• EXERCISE:
Locate the word "config" in the entries below, then gather every line that holds it.

[Stored entries]
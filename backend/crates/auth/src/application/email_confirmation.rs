//! Email Confirmation Use Case
//!
//! Sends confirmation links and consumes confirmation tokens. The stored
//! token has no expiry: it is valid until consumed or replaced by a newer
//! one.

use std::sync::Arc;

use platform::client::CallerContext;
use platform::crypto::constant_time_eq;
use uuid::Uuid;

use crate::application::config::AuthConfig;
use crate::application::record_audit;
use crate::domain::repository::{AuditSeverity, AuditSink, CredentialStore, MailSender};
use crate::error::{AuthError, AuthResult};

/// Email confirmation use case
pub struct EmailConfirmationUseCase<C, M, A>
where
    C: CredentialStore,
    M: MailSender,
    A: AuditSink,
{
    accounts: Arc<C>,
    mail: Arc<M>,
    audit: Arc<A>,
    config: Arc<AuthConfig>,
}

impl<C, M, A> EmailConfirmationUseCase<C, M, A>
where
    C: CredentialStore,
    M: MailSender,
    A: AuditSink,
{
    pub fn new(accounts: Arc<C>, mail: Arc<M>, audit: Arc<A>, config: Arc<AuthConfig>) -> Self {
        Self {
            accounts,
            mail,
            audit,
            config,
        }
    }

    /// Generate a fresh confirmation token and mail the confirmation link
    ///
    /// Unconditionally overwrites any prior token; only the latest one is
    /// valid.
    pub async fn send_verification(&self, email: &str, ctx: &CallerContext) -> AuthResult<()> {
        let account = self
            .accounts
            .find_by_email(email)
            .await?
            .ok_or(AuthError::NotFound)?;

        let token = Uuid::new_v4().to_string();
        self.accounts
            .set_confirmation_token(account.id, &token)
            .await?;

        let link = format!(
            "{}/api/auth/confirm?email={}&token={}",
            self.config.backend_url, account.email, token
        );
        let body = format!(
            "<p>Please click the link below to verify your email:</p><a href=\"{link}\">{link}</a>"
        );
        self.mail
            .send(account.email.as_str(), "Confirm your email", &body)
            .await?;

        record_audit(
            self.audit.as_ref(),
            Some(account.id),
            "Verification email sent",
            AuditSeverity::Info,
            ctx,
        )
        .await;

        Ok(())
    }

    /// Consume a confirmation token
    ///
    /// Returns `Ok(false)` (not an error) when the account is unknown, no
    /// token is stored, or the token does not match. Comparison is on
    /// trimmed values, case-sensitive. On a match the token is cleared, so
    /// a second attempt with the same token answers `false`.
    pub async fn confirm(&self, email: &str, token: &str, ctx: &CallerContext) -> AuthResult<bool> {
        let Some(account) = self.accounts.find_by_email(email).await? else {
            return Ok(false);
        };

        let Some(stored) = account
            .email_confirmation_token
            .as_deref()
            .filter(|t| !t.trim().is_empty())
        else {
            return Ok(false);
        };

        if !constant_time_eq(stored.trim().as_bytes(), token.trim().as_bytes()) {
            return Ok(false);
        }

        self.accounts.confirm_email(account.id).await?;

        record_audit(
            self.audit.as_ref(),
            Some(account.id),
            "Email confirmed",
            AuditSeverity::Info,
            ctx,
        )
        .await;

        tracing::info!(account_id = %account.id, "Email confirmed");

        Ok(true)
    }
}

• RESPONSE TO THE TASK:
use crate::application::config::AuthConfig;
    config: Arc<AuthConfig>,
    pub fn new(accounts: Arc<C>, mail: Arc<M>, audit: Arc<A>, config: Arc<AuthConfig>) -> Self {
            config,
            self.config.backend_url, account.email, token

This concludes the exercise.